Open Thread: Gujarat Violence, Five Years Later

The fifth anniversary of the tragedy of Gujarat is upon us. In these days of TRP-driven news coverage where any issue is relevant till the next breaking news, five years seem an eternity. IM Blog is solemnly commemorating those sad turn of events with the hope that it will help initiate a dialog among fellow Indians and give us strength to face the truth. At the very least it will give us a chance to remember those Indians who were brutally killed by a combination of official apathy and murderous designs of hate-mongers, and those for whom the riots never ended.

Godhra Carnage Gujarat Riots

Gujarat Riots Gujarat Riots

This open thread will be used as a starting point for discussions and the links of all the articles/news items covering this event will be posted. If you find a link that you think should be included in this thread, please drop us a line in the comments.

25th February 2007

Prayer meets, commemorative seminars, memorial programmes and a film festival will mark the fifth anniversary of the apocalyptic Godhra train fire of Feb 27, 2002, as well as the ensuing sectarian strife that changed social equations in the state.

A number of citizens’ groups, including the Ahmedabad Women’s Action Group -, have jointly organised an all-religion prayer meet at the historic Sabaramti Ashram of Mahatma Gandhi in the city Feb 27 in memory of the 1,169 people who were killed at the Godhra railways station as well as during weeks of violence in its aftermath across the state. [RXPG New]

27th February 2007

On the eve of the fifth anniversary of the post-Godhra communal riots in Gujarat, a group of voluntary organisations demanded the Narendra Modi Government to publicly apologise for what happened in 2002 and take immediate steps to rehabilitate those still living in make-shift camps. [The Hindu]

Tomorrow — February 28 — will mark the fifth anniversary of the Gujarat genocide. Godhra happened today, five years ago; the ‘reactions’ followed from the day after. We started by calling them the ‘riots’. But now, to express our outrage at the role of the police and the state government in what we suspect were the results of careful planning, we prefer to use ‘genocide’ or ‘pogrom’. For most of us, these words are hiccups in a history of comfortable forgetting and ignorance. The nicest thing about the unthinkable or the unspeakable is that it absolves one of the responsibility of having to think or speak about it. [The Telegraph]

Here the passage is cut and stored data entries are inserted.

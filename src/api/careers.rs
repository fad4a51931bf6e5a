use actix_web::{web, HttpResponse};
use serde_json::json;
use sqlx::SqlitePool;

use crate::api::IdQuery;
use crate::error::{ApiError, ApiResult};
use crate::model::career::Career;
use crate::utils::forms::FormData;
use crate::utils::sanitize::escape_html;

struct CareerFields {
    title: String,
    description: String,
    experience_required: i64,
    location: String,
}

/// Shared between create and update; a non-numeric experience value falls
/// back to zero rather than failing the whole submission.
fn career_fields(form: &FormData) -> Result<CareerFields, ApiError> {
    let title = escape_html(form.value("title"));
    let description = escape_html(form.value("description"));
    let location = escape_html(form.value("location"));
    let experience_required = form
        .value("experience_required")
        .trim()
        .parse::<i64>()
        .unwrap_or(0);

    if title.is_empty() || description.is_empty() || location.is_empty() {
        return Err(ApiError::Validation(
            "Title, description, and location are required".to_string(),
        ));
    }

    Ok(CareerFields {
        title,
        description,
        experience_required,
        location,
    })
}

#[utoipa::path(
    get,
    path = "/api/careers",
    responses(
        (status = 200, description = "All career openings", body = Object, example = json!({
            "success": true,
            "data": [{"id": 1, "title": "Penetration Tester", "location": "Hybrid"}]
        }))
    ),
    tag = "Site"
)]
pub async fn list_careers(pool: web::Data<SqlitePool>) -> ApiResult {
    let careers = sqlx::query_as::<_, Career>(
        "SELECT id, title, description, experience_required, location FROM careers ORDER BY id",
    )
    .fetch_all(pool.get_ref())
    .await?;

    Ok(HttpResponse::Ok().json(json!({ "success": true, "data": careers })))
}

#[utoipa::path(
    post,
    path = "/api/careers",
    request_body(content = Object, content_type = "multipart/form-data"),
    responses(
        (status = 200, description = "Career opening created", body = Object, example = json!({
            "success": true,
            "id": 4,
            "message": "Career opportunity added successfully"
        }))
    ),
    tag = "Site"
)]
pub async fn add_career(pool: web::Data<SqlitePool>, form: FormData) -> ApiResult {
    let fields = career_fields(&form)?;

    let done = sqlx::query(
        "INSERT INTO careers (title, description, experience_required, location) \
         VALUES (?, ?, ?, ?)",
    )
    .bind(&fields.title)
    .bind(&fields.description)
    .bind(fields.experience_required)
    .bind(&fields.location)
    .execute(pool.get_ref())
    .await?;

    Ok(HttpResponse::Ok().json(json!({
        "success": true,
        "id": done.last_insert_rowid(),
        "message": "Career opportunity added successfully"
    })))
}

#[utoipa::path(
    put,
    path = "/api/careers",
    params(IdQuery),
    request_body(content = Object, content_type = "multipart/form-data"),
    responses(
        (status = 200, description = "Career opening replaced", body = Object, example = json!({
            "success": true,
            "id": 4,
            "message": "Career opportunity updated successfully"
        }))
    ),
    tag = "Site"
)]
pub async fn update_career(
    pool: web::Data<SqlitePool>,
    query: web::Query<IdQuery>,
    form: FormData,
) -> ApiResult {
    // The id is checked before the payload so a bad URL fails fast.
    let career_id = query.require(
        "Career ID required for update",
        "Invalid Career ID format for update",
    )?;
    let fields = career_fields(&form)?;

    let done = sqlx::query(
        "UPDATE careers SET title = ?, description = ?, experience_required = ?, location = ? \
         WHERE id = ?",
    )
    .bind(&fields.title)
    .bind(&fields.description)
    .bind(fields.experience_required)
    .bind(&fields.location)
    .bind(career_id)
    .execute(pool.get_ref())
    .await?;

    if done.rows_affected() == 0 {
        return Err(ApiError::NotFound(
            "Failed to update career opportunity or not found".to_string(),
        ));
    }

    Ok(HttpResponse::Ok().json(json!({
        "success": true,
        "id": career_id,
        "message": "Career opportunity updated successfully"
    })))
}

#[utoipa::path(
    delete,
    path = "/api/careers",
    params(IdQuery),
    responses(
        (status = 200, description = "Career opening removed", body = Object, example = json!({
            "success": true,
            "message": "Career opportunity deleted successfully"
        }))
    ),
    tag = "Site"
)]
pub async fn delete_career(pool: web::Data<SqlitePool>, query: web::Query<IdQuery>) -> ApiResult {
    let career_id = query.require(
        "Career ID required for delete",
        "Invalid Career ID format for delete",
    )?;

    let done = sqlx::query("DELETE FROM careers WHERE id = ?")
        .bind(career_id)
        .execute(pool.get_ref())
        .await?;

    if done.rows_affected() == 0 {
        return Err(ApiError::NotFound(
            "Career opportunity not found".to_string(),
        ));
    }

    Ok(HttpResponse::Ok().json(json!({
        "success": true,
        "message": "Career opportunity deleted successfully"
    })))
}

#[cfg(test)]
mod tests {
    use super::*;
    use crate::test_utils::{body_json, setup_test_db};
    use actix_web::web::Data;

    fn career_form(title: &str) -> FormData {
        let mut form = FormData::default();
        form.insert_text("title", title);
        form.insert_text("description", "Do security things");
        form.insert_text("location", "Remote");
        form.insert_text("experience_required", "4");
        form
    }

    #[actix_web::test]
    async fn create_then_update_round_trip() {
        let pool = Data::new(setup_test_db().await);

        let body = body_json(add_career(pool.clone(), career_form("Analyst")).await.unwrap()).await;
        let id = body["id"].as_i64().unwrap();

        let query = web::Query(IdQuery {
            id: Some(id.to_string()),
        });
        let body = body_json(
            update_career(pool.clone(), query, career_form("Senior Analyst"))
                .await
                .unwrap(),
        )
        .await;
        assert_eq!(body["message"], "Career opportunity updated successfully");

        let title: String = sqlx::query_scalar("SELECT title FROM careers WHERE id = ?")
            .bind(id)
            .fetch_one(pool.get_ref())
            .await
            .unwrap();
        assert_eq!(title, "Senior Analyst");
    }

    #[actix_web::test]
    async fn malformed_experience_defaults_to_zero() {
        let pool = Data::new(setup_test_db().await);
        let mut form = FormData::default();
        form.insert_text("title", "Intern");
        form.insert_text("description", "Learn");
        form.insert_text("location", "Office");
        form.insert_text("experience_required", "lots");

        body_json(add_career(pool.clone(), form).await.unwrap()).await;

        let experience: i64 =
            sqlx::query_scalar("SELECT experience_required FROM careers WHERE id = 1")
                .fetch_one(pool.get_ref())
                .await
                .unwrap();
        assert_eq!(experience, 0);
    }

    #[actix_web::test]
    async fn update_requires_numeric_id() {
        let pool = Data::new(setup_test_db().await);
        let query = web::Query(IdQuery {
            id: Some("abc".to_string()),
        });

        let err = update_career(pool, query, career_form("X")).await.unwrap_err();
        assert_eq!(err.to_string(), "Invalid Career ID format for update");
    }

    #[actix_web::test]
    async fn delete_unknown_career_is_reported() {
        let pool = Data::new(setup_test_db().await);
        let query = web::Query(IdQuery {
            id: Some("123".to_string()),
        });

        let err = delete_career(pool, query).await.unwrap_err();
        assert_eq!(err.to_string(), "Career opportunity not found");
    }
}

G’ is the letter for the land of ‘G’andhi, ‘G’odhra, ‘G’ujarat and the ‘G’rief. Every year we observe all the ‘G’ anniversaries so ardently that we have actually forgotten their real significance. We remember that a great man called MK Gandhi was assassinated on a particular day but forget the reason for his sacrifice. We remember Godhra carnage and Gujarat riots’ tragedies but fail to learn the lessons of religious tolerance. Amidst ceremonial celebrations and observance, we don’t realize that every year ‘past’ meets the ‘present’ just for the sake of a better ‘future’. Instead we get this ephemeral sense of triumph- Thank God the anniversary of the riots went peacefully without any disturbance this time! [Zee News]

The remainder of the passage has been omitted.